What is Data Security?

There is no single element that defines data security. Rather, it’s invariably a combination of practices, processes, policies and tools. The goal is always the same, though, and that is to protect data from theft, disruption or unauthorized access.

Some data security measures are directly tied to data. For example, encryption protects data by making it unreadable to anyone who doesn’t have the means to decrypt it. Other measures are indirect. Access controls, for instance, limit the number and type of users who have access to data. However, access controls protect more than just data.

The different kinds of data that must be protected

What kinds of data need to be protected? That depends on what the data your company stores. Not all of it deserves a high level of protection. Private personal data, though, and health care information, are high-risk types of data. Having such data breached results in legal liability and regulatory penalties.

General corporate data, like financial records, is also important to protect. After all, with ransomware, an attacker can paralyze an organization by locking up its essential operating data—even if that data is not super-secret or legally protected. Then, there is unstructured data, which exists in documents like PDFs. Unstructured data can be tricky to protect, partly because many companies have absolutely no idea what they actually have in their files. It’s also difficult to establish rules around data access for things like shared file drives and so forth.

Data security vs. cybersecurity

Data security is a subset of cybersecurity. A good cybersecurity program will include some data security countermeasures like encryption and access controls. Like any cyber security process, however, it’s necessary to weigh potential business impact against the costs of implementing data security countermeasures. It may turn out that you have to enforce data security policies selectively in order to get the best protection for the most sensitive data assets.

Data security countermeasures

There are a variety of countermeasures that achieve the objective of data security. In addition to encryption, one approach that’s gaining traction is known as the “Zero Trust” model of data security. As its name implies, zero trust means that no user is trusted for any reason at the outset of his or her access to a network. The user must request access to a particular data asset, which can then be granted or refused. Then, the system prevents the user from accessing any other data asset.

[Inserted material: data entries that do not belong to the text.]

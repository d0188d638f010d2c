use std::env;

use tracing::warn;

/// Non-empty, trimmed value of `name`.
pub(super) fn string_var(name: &str) -> Option<String> {
    env::var(name)
        .ok()
        .map(|value| value.trim().to_string())
        .filter(|value| !value.is_empty())
}

/// Overrides `target` with `name` when it holds an absolute path.
pub(super) fn apply_path_override(name: &str, target: &mut String) {
    let Some(value) = string_var(name) else {
        return;
    };
    if value.starts_with('/') {
        *target = value;
    } else {
        warn!(event = "config_invalid", field = name, value = %value);
    }
}
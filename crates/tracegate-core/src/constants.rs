pub const DEFAULT_BASE_URL: &str = "http://localhost:8080";
pub const DEFAULT_TIMEOUT_SECONDS: u64 = 15;

pub const LOGIN_PATH: &str = "/api/auth/login";
pub const REGISTER_PATH: &str = "/api/auth/register";
pub const LOGOUT_PATH: &str = "/api/auth/logout";
pub const REFRESH_PATH: &str = "/api/auth/refresh";
pub const IDENTITY_PATH: &str = "/api/users/me";

pub const LOGIN_ROUTE: &str = "/login";
pub const REGISTER_ROUTE: &str = "/register";
pub const HOME_ROUTE: &str = "/";
pub const FORBIDDEN_ROUTE: &str = "/403";
pub const RETURN_PARAM: &str = "redirect";

/// Persisted session keys. Kept stable so an existing record rehydrates.
pub const KEY_ACCESS_TOKEN: &str = "token";
pub const KEY_REFRESH_TOKEN: &str = "refreshToken";
pub const KEY_IDENTITY: &str = "user";

pub const CODE_OK: i64 = 200;
pub const CODE_BAD_REQUEST: i64 = 400;
pub const CODE_UNAUTHORIZED: i64 = 401;
pub const CODE_FORBIDDEN: i64 = 403;
pub const CODE_NOT_FOUND: i64 = 404;
pub const CODE_SERVER_ERROR: i64 = 500;

pub const ROLE_ADMIN: &str = "ADMIN";
pub const ROLE_USER: &str = "USER";
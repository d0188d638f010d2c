//! Navigation guard: authorizes route changes against the session.

mod routes;

use std::collections::BTreeSet;
use std::sync::Arc;

use async_trait::async_trait;
use serde::Serialize;
use tracing::{debug, info, warn};

use crate::error::ApiError;
use crate::events::{SessionEvent, SessionEvents};
use crate::refresh::RefreshCoordinator;
use crate::session::{Identity, Session, SessionStore};
use crate::settings::GuardSettings;

pub use routes::{RouteRule, RouteTable};

/// Fetches the identity behind the current access token.
#[async_trait]
pub trait IdentityResolver: Send + Sync {
    async fn resolve_identity(&self) -> Result<Identity, ApiError>;
}

#[derive(Debug, Clone, Copy, PartialEq, Eq, Serialize)]
#[serde(rename_all = "snake_case")]
pub enum GuardState {
    Anonymous,
    Authenticated,
    AuthenticatedNoIdentity,
}

impl GuardState {
    #[must_use]
    pub fn of(session: &Session) -> Self {
        match (session.access_token(), session.identity()) {
            (None, _) => Self::Anonymous,
            (Some(_), Some(_)) => Self::Authenticated,
            (Some(_), None) => Self::AuthenticatedNoIdentity,
        }
    }
}

#[derive(Debug, Clone, PartialEq, Eq)]
pub struct NavigationIntent {
    pub target: String,
    /// Any one of these grants access; empty means no role check.
    pub required_roles: BTreeSet<String>,
    pub public: bool,
    pub from: Option<String>,
}

impl NavigationIntent {
    #[must_use]
    pub fn protected(target: impl Into<String>) -> Self {
        Self {
            target: target.into(),
            required_roles: BTreeSet::new(),
            public: false,
            from: None,
        }
    }

    #[must_use]
    pub fn with_roles<I, R>(mut self, roles: I) -> Self
    where
        I: IntoIterator<Item = R>,
        R: Into<String>,
    {
        self.required_roles = roles.into_iter().map(Into::into).collect();
        self
    }
}

#[derive(Debug, Clone, Copy, PartialEq, Eq, Serialize)]
#[serde(rename_all = "snake_case")]
pub enum RedirectReason {
    AlreadyAuthenticated,
    LoginRequired,
    SessionExpired,
    Forbidden,
}

#[derive(Debug, Clone, PartialEq, Eq, Serialize)]
#[serde(tag = "decision", rename_all = "snake_case")]
pub enum GuardDecision {
    Allow,
    Redirect {
        to: String,
        return_to: Option<String>,
        reason: RedirectReason,
    },
}

impl GuardDecision {
    /// Redirect location with the return path encoded under `return_param`.
    #[must_use]
    pub fn location(&self, return_param: &str) -> Option<String> {
        match self {
            Self::Allow => None,
            Self::Redirect {
                to,
                return_to: Some(back),
                ..
            } => Some(format!(
                "{to}?{return_param}={}",
                urlencoding::encode(back)
            )),
            Self::Redirect { to, .. } => Some(to.clone()),
        }
    }

    #[must_use]
    pub fn is_allowed(&self) -> bool {
        matches!(self, Self::Allow)
    }
}

/// Outcome of the pure decision step.
#[derive(Debug, Clone, PartialEq, Eq)]
pub enum Verdict {
    Decided(GuardDecision),
    /// A token is present but the identity is unknown; resolve it and decide
    /// again.
    NeedsIdentity,
}

enum Resolution {
    Resolved(Identity),
    /// Refreshed, but the identity lookup failed for a reason other than
    /// expiry.
    Unavailable,
    Expired,
    Cancelled,
}

pub struct NavigationGuard {
    store: Arc<SessionStore>,
    coordinator: Arc<RefreshCoordinator>,
    resolver: Arc<dyn IdentityResolver>,
    events: SessionEvents,
    routes: RouteTable,
    settings: GuardSettings,
}

impl NavigationGuard {
    #[must_use]
    pub fn new(
        store: Arc<SessionStore>,
        coordinator: Arc<RefreshCoordinator>,
        resolver: Arc<dyn IdentityResolver>,
        events: SessionEvents,
        routes: RouteTable,
        settings: GuardSettings,
    ) -> Self {
        Self {
            store,
            coordinator,
            resolver,
            events,
            routes,
            settings,
        }
    }

    #[must_use]
    pub fn routes(&self) -> &RouteTable {
        &self.routes
    }

    #[must_use]
    pub fn settings(&self) -> &GuardSettings {
        &self.settings
    }

    /// Builds the intent for navigating to `path` from the route table.
    #[must_use]
    pub fn intent_for(&self, path: &str, from: Option<&str>) -> NavigationIntent {
        let target = routes::strip_query(path);
        let target = if target.is_empty() { "/" } else { target };
        let rule = self.routes.resolve(target);
        NavigationIntent {
            target: target.to_string(),
            required_roles: rule.roles,
            public: rule.public,
            from: from.map(str::to_string),
        }
    }

    /// Pure decision for `intent` in `state`.
    #[must_use]
    pub fn decide(
        &self,
        state: GuardState,
        intent: &NavigationIntent,
        identity: Option<&Identity>,
    ) -> Verdict {
        if intent.public {
            return Verdict::Decided(if state == GuardState::Anonymous {
                GuardDecision::Allow
            } else {
                self.redirect(&self.settings.home_route, None, RedirectReason::AlreadyAuthenticated)
            });
        }
        let identity = match (state, identity) {
            (GuardState::Anonymous, _) => {
                return Verdict::Decided(self.redirect(
                    &self.settings.login_route,
                    Some(intent.target.clone()),
                    RedirectReason::LoginRequired,
                ));
            }
            (GuardState::AuthenticatedNoIdentity, _) | (GuardState::Authenticated, None) => {
                return Verdict::NeedsIdentity;
            }
            (GuardState::Authenticated, Some(identity)) => identity,
        };
        if !intent.required_roles.is_empty() && !identity.has_any_role(&intent.required_roles) {
            return Verdict::Decided(self.redirect(
                &self.settings.forbidden_route,
                None,
                RedirectReason::Forbidden,
            ));
        }
        Verdict::Decided(GuardDecision::Allow)
    }

    /// Decides `intent` against the current session, resolving the identity
    /// (with one refresh attempt) when it is not known yet.
    pub async fn evaluate(&self, intent: NavigationIntent) -> GuardDecision {
        let session = self.store.get();
        let state = GuardState::of(&session);
        let decision = match self.decide(state, &intent, session.identity()) {
            Verdict::Decided(decision) => decision,
            Verdict::NeedsIdentity => match self.resolve(&session).await {
                Resolution::Resolved(identity) => self.decide_resolved(&intent, &identity),
                Resolution::Unavailable => self.decide_without_identity(&intent),
                Resolution::Expired => self.expire(&intent),
                Resolution::Cancelled => self.decide_after_cancel(&intent),
            },
        };
        debug!(
            target_path = %intent.target,
            from = intent.from.as_deref().unwrap_or("-"),
            state = ?state,
            allowed = decision.is_allowed(),
            "navigation evaluated"
        );
        decision
    }

    /// Return path carried by a login location or query string, or home
    /// when absent or not a local path.
    #[must_use]
    pub fn resume_target(&self, query: &str) -> String {
        let query = query.split_once('?').map_or(query, |(_, query)| query);
        let candidate = query
            .split('&')
            .filter_map(|pair| pair.split_once('='))
            .find(|(key, _)| *key == self.settings.return_param)
            .and_then(|(_, value)| urlencoding::decode(value).ok())
            .map(|value| value.into_owned());
        match candidate {
            Some(path) if is_local_path(&path) && path != self.settings.login_route => path,
            _ => self.settings.home_route.clone(),
        }
    }

    async fn resolve(&self, session: &Session) -> Resolution {
        match self.resolver.resolve_identity().await {
            Ok(identity) => return self.attach(identity),
            Err(ApiError::Cancelled) => return Resolution::Cancelled,
            Err(err) => debug!(error = %err, "identity resolution failed; refreshing"),
        }
        if let Err(err) = self
            .coordinator
            .request_refresh(session.access_token())
            .await
        {
            debug!(error = %err, "refresh during navigation failed");
            return Resolution::Expired;
        }
        match self.resolver.resolve_identity().await {
            Ok(identity) => self.attach(identity),
            Err(ApiError::AuthExpired) => Resolution::Expired,
            Err(ApiError::Cancelled) => Resolution::Cancelled,
            Err(err) => {
                // The refreshed tokens are valid; only the lookup failed.
                warn!(event = "identity_unavailable", error = %err);
                Resolution::Unavailable
            }
        }
    }

    fn attach(&self, identity: Identity) -> Resolution {
        match self.store.set_identity(identity.clone()) {
            Some(_) => Resolution::Resolved(identity),
            None => Resolution::Cancelled,
        }
    }

    fn decide_resolved(&self, intent: &NavigationIntent, identity: &Identity) -> GuardDecision {
        match self.decide(GuardState::Authenticated, intent, Some(identity)) {
            Verdict::Decided(decision) => decision,
            Verdict::NeedsIdentity => self.decide_without_identity(intent),
        }
    }

    /// Session kept but identity unknown: it holds no roles.
    fn decide_without_identity(&self, intent: &NavigationIntent) -> GuardDecision {
        if intent.required_roles.is_empty() {
            GuardDecision::Allow
        } else {
            self.redirect(&self.settings.forbidden_route, None, RedirectReason::Forbidden)
        }
    }

    /// The session changed under the resolution (typically a logout); decide
    /// against what is there now without touching it.
    fn decide_after_cancel(&self, intent: &NavigationIntent) -> GuardDecision {
        let current = self.store.get();
        match self.decide(GuardState::of(&current), intent, current.identity()) {
            Verdict::Decided(decision) => decision,
            Verdict::NeedsIdentity => self.redirect(
                &self.settings.login_route,
                Some(intent.target.clone()),
                RedirectReason::LoginRequired,
            ),
        }
    }

    fn expire(&self, intent: &NavigationIntent) -> GuardDecision {
        info!(event = "session_expired", target_path = %intent.target);
        if let Err(err) = self.store.clear() {
            warn!(event = "session_clear_failed", error = %err);
        }
        self.events.emit(SessionEvent::Expired {
            redirect: self.settings.login_route.clone(),
        });
        self.redirect(
            &self.settings.login_route,
            Some(intent.target.clone()),
            RedirectReason::SessionExpired,
        )
    }

    fn redirect(&self, to: &str, return_to: Option<String>, reason: RedirectReason) -> GuardDecision {
        GuardDecision::Redirect {
            to: to.to_string(),
            return_to,
            reason,
        }
    }
}

fn is_local_path(path: &str) -> bool {
    path.starts_with('/') && !path.starts_with("//") && !path.contains('\\')
}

Though potentially cumbersome to administer, the advantage of the zero trust model is that it greatly reduces the risk that an attacker can get inside a network and then steal whatever data he or she comes across. Automation and Artificial Intelligence are making zero trust a practical tool for data security.

Automation is also being put to work securing unstructured data. Some vendors offer solutions that automatically scan thousands (even millions) of documents and use algorithms and rules to determine which of them contain sensitive information like home addresses and social security numbers. The solution then automatically restricts access to these documents.